As it turns out, many students are not as confident as they should be. On average, only 34% to 36% of current students believe they will graduate with the skills and knowledge needed to be successful on the job market and in the the workplace. Not surprisingly, STEM majors are far more confident than liberal arts majors about their majors leading to a desirable job upon graduation. Somewhat surprising, the most confident students are those enrolled in public service programs, such as social work and education. As reported, “More than four in 10 of these students strongly agree their training is preparing them to excel in the job market (44%) and in the workplace (46%).”
Despite the fact that today’s students are worried about the future, the Strada-Gallup’s 2017 College Survey also found that only 40% have ever visited their campus career center. But these findings do not apply to all groups. While Black and Hispanic students and first-generation university attendees tend to use their career service programs and give them high ratings, other students appear to under-use these services and generally rank them as less helpful.
The findings of the Strada-Gallup’s 2017 College Survey suggests there are at least a few things that postsecondary faculty and staff can do to help students feel more confident about the investment of time and money they are making in their education. First, the study suggests that faculty and staff need to initiate conversations with students about potential career options. The onus, however, also needs to be on students. If students are ignoring or under-using the resources available the at the institution’s career center, it is essential to ask why.
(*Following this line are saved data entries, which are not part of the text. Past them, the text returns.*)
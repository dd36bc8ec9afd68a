use crate::error::{GazeflowError, Result};
use crate::paths;
use crate::types::{Action, RecordingType};
use serde::{Deserialize, Serialize};
use serde_yaml::{Mapping, Value};
use std::collections::{BTreeMap, HashSet};
use std::path::Path;

// ---------------------------------------------------------------------------
// ConfigWarning / WarnLevel
// ---------------------------------------------------------------------------

#[derive(Debug, Clone, Serialize, Deserialize)]
pub struct ConfigWarning {
    pub level: WarnLevel,
    pub message: String,
}

#[derive(Debug, Clone, PartialEq, Serialize, Deserialize)]
#[serde(rename_all = "snake_case")]
pub enum WarnLevel {
    Warning,
    Error,
}

// ---------------------------------------------------------------------------
// Session definition
// ---------------------------------------------------------------------------

#[derive(Debug, Clone, PartialEq, Serialize, Deserialize)]
pub struct RecordingDefinition {
    pub name: String,
    #[serde(rename = "type")]
    pub kind: RecordingType,
}

/// The recordings every session of the study consists of, in order.
#[derive(Debug, Clone, Default, PartialEq, Serialize, Deserialize)]
#[serde(transparent)]
pub struct SessionDefinition {
    pub recordings: Vec<RecordingDefinition>,
}

impl SessionDefinition {
    pub fn get_recording_def(&self, name: &str) -> Option<&RecordingDefinition> {
        self.recordings.iter().find(|r| r.name == name)
    }

    pub fn recording_names(&self) -> Vec<&str> {
        self.recordings.iter().map(|r| r.name.as_str()).collect()
    }
}

// ---------------------------------------------------------------------------
// ActionCommand
// ---------------------------------------------------------------------------

/// External program that performs an action. The working directory is
/// appended as the last argument.
#[derive(Debug, Clone, PartialEq, Serialize, Deserialize)]
pub struct ActionCommand {
    pub command: String,
    #[serde(default, skip_serializing_if = "Vec::is_empty")]
    pub args: Vec<String>,
}

// ---------------------------------------------------------------------------
// Overrides
// ---------------------------------------------------------------------------

/// Caller-supplied settings merged over the study config and handed to every
/// action runner. Keys may be dotted (`a.b`) to reach nested settings.
pub type Overrides = BTreeMap<String, Value>;

/// Parse a `key=value` pair. The value is read as a YAML scalar so that
/// `true`, `3` and `0.5` keep their types.
pub fn parse_override(raw: &str) -> Result<(String, Value)> {
    let (key, value) = raw
        .split_once('=')
        .ok_or_else(|| GazeflowError::InvalidOverride(raw.to_string()))?;
    let key = key.trim();
    if key.is_empty() {
        return Err(GazeflowError::InvalidOverride(raw.to_string()));
    }
    let value = serde_yaml::from_str::<Value>(value)
        .unwrap_or_else(|_| Value::String(value.to_string()));
    Ok((key.to_string(), value))
}

// ---------------------------------------------------------------------------
// StudyConfig
// ---------------------------------------------------------------------------

#[derive(Debug, Clone, Default, Serialize, Deserialize)]
pub struct StudyConfig {
    #[serde(default)]
    pub session_def: SessionDefinition,
    /// Recording whose timeline the others are aligned to. Trial episodes
    /// are only coded for this recording.
    #[serde(default, skip_serializing_if = "Option::is_none")]
    pub sync_ref_recording: Option<String>,
    #[serde(default)]
    pub auto_code_sync_points: bool,
    #[serde(default)]
    pub auto_code_trial_episodes: bool,
    #[serde(default, skip_serializing_if = "BTreeMap::is_empty")]
    pub actions: BTreeMap<Action, ActionCommand>,
}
One key finding of the report is that postsecondary institutions should not ignore the fact that there is strong evidence that their career services, while far from perfect, are already serving Black and Hispanic students, as well as first-generation and nontraditional students. The question is how to make these services even better. As the report concludes, “Higher education policymakers and researchers have long sought the most effective ways to increase access to higher education for these underserved and underrepresented student populations. However, it is just as critically important that these students receive the guidance they need to progress and complete their degree poised to succeed after graduation. Schools’ career services departments and academic advising programs appear to be particularly important conduits for this type of support, and institutions prioritizing their effectiveness will be better positioned to serve the students who most need that support.”
To date, colleges and universities have already embraced various online forms of student advising. Student advising increasingly takes place via platforms such as DegreeWorks, which help students track where they are at in their degree and helps their academic advisors make better decisions when engaging in face-to-face academic advising. Career advising, however, continues to take place almost exclusively in on-campus career centers. While these centers will certainly continue to play a role, as more students carry out their advising and course work online, the lack of online career advising is a notable gap. Moving forward, it seems inevitable that postsecondary institutions will need to begin offering more online courses and personalized career counselling via online platforms that can reach students, even recent graduates, wherever they happen to be based.